Réserve spéciale bordeaux white
Accompanied by Dublin bay prawns (Scampi) roasted with thym
Created by the Chef at Lafite
Ingredients
- 250g of softened butter
- spoon of extra virgin olive oil
- small spoon of minced fresh thyme
- small spoon of minced or crushed garlic
- marine salt and ground
- black pepper
- 9 large scampis(1kg)
- 2 spoonfuls of minced Italian parsley
- 1/2 lemon
For 6 persons
The recipe:
In a bowl, mix the butter, 1 spoonful of olive oil, thyme and garlic, and season it liberally with salt and pepper. Mix until uniform.
Remove the scampi antennae if they are still present. With a large knife, cut the scampi lengthwise, and place them on the platter. Cover them with a few pats of butter (125g).

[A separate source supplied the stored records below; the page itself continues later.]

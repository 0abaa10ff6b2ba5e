//! Store Reconciliation
//!
//! Applies a reconstructed tree to a live store. Each node is moved when the
//! store already holds it and created otherwise; a folder's children are only
//! reconciled once the folder's own operation has been acknowledged, under
//! the identity the store reports for it. Siblings are issued concurrently,
//! each with its index fixed up front.
//!
//! A failed operation is recorded on its node and never aborts siblings or
//! unrelated subtrees.

use crate::error::{ApiError, StoreError};
use crate::store::{BookmarkStore, CreateDetails, Destination};
use crate::tree::ReconstructedNode;
use crate::types::NodeId;
use futures::future::{join_all, BoxFuture, FutureExt};
use parking_lot::Mutex;
use serde::Serialize;
use std::collections::HashSet;
use std::future::Future;
use std::time::Duration;
use tokio::sync::Semaphore;
use tracing::{debug, info, warn};

/// Tuning for a reconciliation run.
#[derive(Debug, Clone, Default)]
pub struct ReconcileOptions {
    /// Give up on a single store call after this long.
    pub operation_timeout: Option<Duration>,
    /// Maximum number of store calls in flight at once.
    pub max_in_flight: Option<usize>,
}

/// What was attempted for a node.
#[derive(Debug, Clone, Copy, PartialEq, Eq, Serialize)]
#[serde(rename_all = "snake_case")]
pub enum NodeAction {
    Moved,
    Created,
    /// Never attempted because its parent folder could not be created.
    Skipped,
}

/// Result of reconciling one node and, recursively, its children.
#[derive(Debug, Clone, Serialize)]
pub struct NodeOutcome {
    pub id: NodeId,
    pub title: String,
    pub folder: bool,
    pub parent_id: Option<NodeId>,
    pub index: usize,
    pub action: NodeAction,
    /// Identity the store reported after the operation.
    pub resolved_id: Option<NodeId>,
    pub error: Option<String>,
    pub children: Vec<NodeOutcome>,
}

impl NodeOutcome {
    pub fn succeeded(&self) -> bool {
        self.error.is_none() && self.action != NodeAction::Skipped
    }

    fn skipped(node: &ReconstructedNode, index: usize) -> Self {
        Self {
            id: node.id.clone(),
            title: node.title.clone(),
            folder: node.is_folder(),
            parent_id: None,
            index,
            action: NodeAction::Skipped,
            resolved_id: None,
            error: None,
            children: skipped_children(node),
        }
    }
}

fn skipped_children(node: &ReconstructedNode) -> Vec<NodeOutcome> {
    node.children
        .iter()
        .enumerate()
        .map(|(index, child)| NodeOutcome::skipped(child, index))
        .collect()
}

/// Counts over a whole outcome tree.
#[derive(Debug, Clone, Default, PartialEq, Eq, Serialize)]
pub struct ReconcileSummary {
    pub moved: usize,
    pub created: usize,
    pub failed: usize,
    pub skipped: usize,
}

impl ReconcileSummary {
    fn tally(&mut self, outcomes: &[NodeOutcome]) {
        for outcome in outcomes {
            match (outcome.action, outcome.error.is_some()) {
                (NodeAction::Skipped, _) => self.skipped += 1,
                (_, true) => self.failed += 1,
                (NodeAction::Moved, false) => self.moved += 1,
                (NodeAction::Created, false) => self.created += 1,
            }
            self.tally(&outcome.children);
        }
    }
}

/// Per-run report: the outcome tree plus its summary.
#[derive(Debug, Clone, Serialize)]
pub struct ReconcileReport {
    pub parent_id: NodeId,
    pub outcomes: Vec<NodeOutcome>,
    pub summary: ReconcileSummary,
}

impl ReconcileReport {
    pub fn new(parent_id: NodeId, outcomes: Vec<NodeOutcome>) -> Self {
        let mut summary = ReconcileSummary::default();
        summary.tally(&outcomes);
        Self {
            parent_id,
            outcomes,
            summary,
        }
    }

    /// True when every node was applied.
    pub fn is_complete(&self) -> bool {
        self.summary.failed == 0 && self.summary.skipped == 0
    }

    /// Failed outcomes in pre-order.
    pub fn failures(&self) -> Vec<&NodeOutcome> {
        fn collect<'a>(outcomes: &'a [NodeOutcome], out: &mut Vec<&'a NodeOutcome>) {
            for outcome in outcomes {
                if outcome.error.is_some() {
                    out.push(outcome);
                }
                collect(&outcome.children, out);
            }
        }
        let mut out = Vec::new();
        collect(&self.outcomes, &mut out);
        out
    }
}

/// Walks a reconstructed tree against one store.
pub struct Reconciler<'a> {
    store: &'a dyn BookmarkStore,
    options: ReconcileOptions,
    limiter: Option<Semaphore>,
    /// Identities handed out by creates during this run.
    created: Mutex<HashSet<NodeId>>,
}

impl<'a> Reconciler<'a> {
    pub fn new(store: &'a dyn BookmarkStore) -> Self {
        Self::with_options(store, ReconcileOptions::default())
    }

    pub fn with_options(store: &'a dyn BookmarkStore, options: ReconcileOptions) -> Self {
        let limiter = options
            .max_in_flight
            .map(|permits| Semaphore::new(permits.max(1)));
        Self {
            store,
            options,
            limiter,
            created: Mutex::new(HashSet::new()),
        }
    }

    /// Apply `nodes`, in order, as the children of `parent_id`.
    pub async fn reconcile(&self, nodes: &[ReconstructedNode], parent_id: &str) -> ReconcileReport {
        let outcomes = self.reconcile_level(nodes, parent_id.to_string()).await;
        let report = ReconcileReport::new(parent_id.to_string(), outcomes);
        info!(
            parent_id,
            moved = report.summary.moved,
            created = report.summary.created,
            failed = report.summary.failed,
            skipped = report.summary.skipped,
            "Reconciliation finished"
        );
        report
    }

    fn reconcile_level<'s>(
        &'s self,
        nodes: &'s [ReconstructedNode],
        parent_id: NodeId,
    ) -> BoxFuture<'s, Vec<NodeOutcome>> {
        async move {
            let pending = nodes
                .iter()
                .enumerate()
                .map(|(index, node)| self.reconcile_node(node, parent_id.clone(), index));
            join_all(pending).await
        }
        .boxed()
    }

    async fn reconcile_node(
        &self,
        node: &ReconstructedNode,
        parent_id: NodeId,
        index: usize,
    ) -> NodeOutcome {
        let mut outcome = NodeOutcome {
            id: node.id.clone(),
            title: node.title.clone(),
            folder: node.is_folder(),
            parent_id: Some(parent_id.clone()),
            index,
            action: NodeAction::Moved,
            resolved_id: None,
            error: None,
            children: Vec::new(),
        };

        let exists = match self.exists(node).await {
            Ok(exists) => exists,
            Err(e) => {
                warn!(id = %node.id, error = %e, "Existence check failed");
                outcome.error = Some(e.to_string());
                outcome.children = skipped_children(node);
                return outcome;
            }
        };

        let result = if exists {
            let destination = Destination {
                parent_id: parent_id.clone(),
                index,
            };
            self.call(&node.id, self.store.move_node(&node.id, destination))
                .await
        } else {
            outcome.action = NodeAction::Created;
            let details = CreateDetails {
                parent_id: parent_id.clone(),
                index,
                title: node.title.clone(),
                url: node.url.clone(),
            };
            self.call(&node.id, self.store.create(details)).await
        };

        let kind = if node.is_folder() { "folder" } else { "bookmark" };
        let children_parent = match result {
            Ok(stored) => {
                info!(
                    title = %node.title,
                    index,
                    parent_id = %parent_id,
                    "{} {} {}",
                    if exists { "Moved" } else { "Created" },
                    kind,
                    stored.id
                );
                if !exists {
                    self.created.lock().insert(stored.id.clone());
                }
                outcome.resolved_id = Some(stored.id.clone());
                Some(stored.id)
            }
            Err(e) => {
                warn!(
                    title = %node.title,
                    index,
                    parent_id = %parent_id,
                    error = %e,
                    "Failed to apply {}",
                    kind
                );
                outcome.error = Some(e.to_string());
                // A folder that exists keeps its identity even when the move is rejected.
                exists.then(|| node.id.clone())
            }
        };

        if node.is_folder() {
            outcome.children = match children_parent {
                Some(folder_id) => self.reconcile_level(&node.children, folder_id).await,
                None => skipped_children(node),
            };
        }
        outcome
    }

    /// Whether the store already holds this node.
    ///
    /// A hit only counts when the stored kind matches and the identity was not
    /// handed out by a create earlier in this run.
    async fn exists(&self, node: &ReconstructedNode) -> Result<bool, ApiError> {
        let Some(stored) = self.call(&node.id, self.store.get(&node.id)).await? else {
            return Ok(false);
        };
        if self.created.lock().contains(&stored.id) {
            debug!(id = %node.id, "Identity was assigned during this run, treating as missing");
            return Ok(false);
        }
        if stored.is_folder() != node.is_folder() {
            debug!(id = %node.id, "Stored node has a different kind, treating as missing");
            return Ok(false);
        }
        Ok(true)
    }

    async fn call<T, F>(&self, id: &str, operation: F) -> Result<T, ApiError>
    where
        F: Future<Output = Result<T, StoreError>>,
    {
        let failed = |reason: String| ApiError::StoreOperationFailed {
            id: id.to_string(),
            reason,
        };
        let _permit = match &self.limiter {
            Some(limiter) => Some(limiter.acquire().await.map_err(|e| failed(e.to_string()))?),
            None => None,
        };
        match self.options.operation_timeout {
            Some(limit) => match tokio::time::timeout(limit, operation).await {
                Ok(result) => result.map_err(|e| failed(e.to_string())),
                Err(_) => Err(failed(format!("timed out after {} ms", limit.as_millis()))),
            },
            None => operation.await.map_err(|e| failed(e.to_string())),
        }
    }
}

/// Convenience wrapper: reconcile with default options.
pub async fn reconcile(
    store: &dyn BookmarkStore,
    nodes: &[ReconstructedNode],
    parent_id: &str,
) -> ReconcileReport {
    Reconciler::new(store).reconcile(nodes, parent_id).await
}
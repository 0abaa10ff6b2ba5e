//! XDG Base Directory utilities for config and store locations.

use crate::error::ApiError;
use std::path::PathBuf;

const APP_DIR: &str = "bookmark-sorter";

/// Get XDG data home directory
///
/// Returns `$XDG_DATA_HOME` if set, otherwise defaults to `$HOME/.local/share`
pub fn data_home() -> Result<PathBuf, ApiError> {
    if let Ok(xdg_data_home) = std::env::var("XDG_DATA_HOME") {
        if !xdg_data_home.is_empty() {
            return Ok(PathBuf::from(xdg_data_home));
        }
    }

    let home = std::env::var("HOME").map_err(|_| {
        ApiError::ConfigError(
            "Could not determine XDG data home directory (HOME not set)".to_string(),
        )
    })?;
    Ok(PathBuf::from(home).join(".local").join("share"))
}

/// Get XDG config home directory
///
/// Returns `$XDG_CONFIG_HOME` if set, otherwise defaults to `$HOME/.config`
pub fn config_home() -> Result<PathBuf, ApiError> {
    if let Ok(xdg_config_home) = std::env::var("XDG_CONFIG_HOME") {
        if !xdg_config_home.is_empty() {
            return Ok(PathBuf::from(xdg_config_home));
        }
    }

    let home = std::env::var("HOME").map_err(|_| {
        ApiError::ConfigError(
            "Could not determine XDG config home directory (HOME not set)".to_string(),
        )
    })?;

    Ok(PathBuf::from(home).join(".config"))
}

/// `$XDG_CONFIG_HOME/bookmark-sorter/config.toml`
pub fn global_config_path() -> Result<PathBuf, ApiError> {
    Ok(config_home()?.join(APP_DIR).join("config.toml"))
}

/// `$XDG_DATA_HOME/bookmark-sorter/store`
pub fn default_store_path() -> Result<PathBuf, ApiError> {
    Ok(data_home()?.join(APP_DIR).join("store"))
}
//! Error types
//!
//! `StoreError` covers failures inside a bookmark store. `ApiError` is the
//! library surface: sorting, snapshot validation, configuration and I/O.

use crate::types::NodeId;
use thiserror::Error;

/// Failures raised by a [`crate::store::BookmarkStore`] implementation.
#[derive(Debug, Error)]
pub enum StoreError {
    #[error("node not found: {0}")]
    NotFound(NodeId),

    #[error("invalid store operation: {0}")]
    InvalidOperation(String),

    #[error("storage error: {0}")]
    Storage(String),

    #[error("sled error: {0}")]
    Sled(#[from] sled::Error),

    #[error("encoding error: {0}")]
    Encoding(#[from] bincode::Error),
}

/// Library-level error.
#[derive(Debug, Error)]
pub enum ApiError {
    #[error("invalid argument: {0}")]
    InvalidArgument(String),

    #[error("store operation failed for {id}: {reason}")]
    StoreOperationFailed { id: NodeId, reason: String },

    #[error("anchor folder '{0}' not found in snapshot")]
    MissingAnchor(String),

    #[error("reserved identity '{0}' used by a non-root node")]
    ReservedIdentity(NodeId),

    #[error("duplicate node identity: {0}")]
    DuplicateIdentity(NodeId),

    #[error("invalid node {id}: {reason}")]
    InvalidNode { id: NodeId, reason: String },

    #[error("configuration error: {0}")]
    ConfigError(String),

    #[error(transparent)]
    Store(#[from] StoreError),

    #[error("io error: {0}")]
    Io(#[from] std::io::Error),

    #[error("serialization error: {0}")]
    Serialization(#[from] serde_json::Error),
}

impl From<config::ConfigError> for ApiError {
    fn from(error: config::ConfigError) -> Self {
        ApiError::ConfigError(error.to_string())
    }
}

Cook the scampi in two skillets or alternatively in 2/3 times. In the first case, make sure that both skillets are well positioned over the burner.
Cook over a hot fire. Once hot, pour the ½ spoonful of oil for the two skillets.
Once the oil starts to heat, place the scampi delicately in the skillets.
Lower the heat slightly, and enough for the scampi to sizzle for one minute, then put the skillets in the oven and finish cooking the scampi under the grill for an additional 2 minutes.
Take the scampi out of the oven. Melt the seasoned butter in a hot skillet, add parsley, and squeeze lemon juice over the scampi.
Place the scampi on six plates, and pour on the butter sauce.
You can serve a salad seasoned with balsamic vinegar.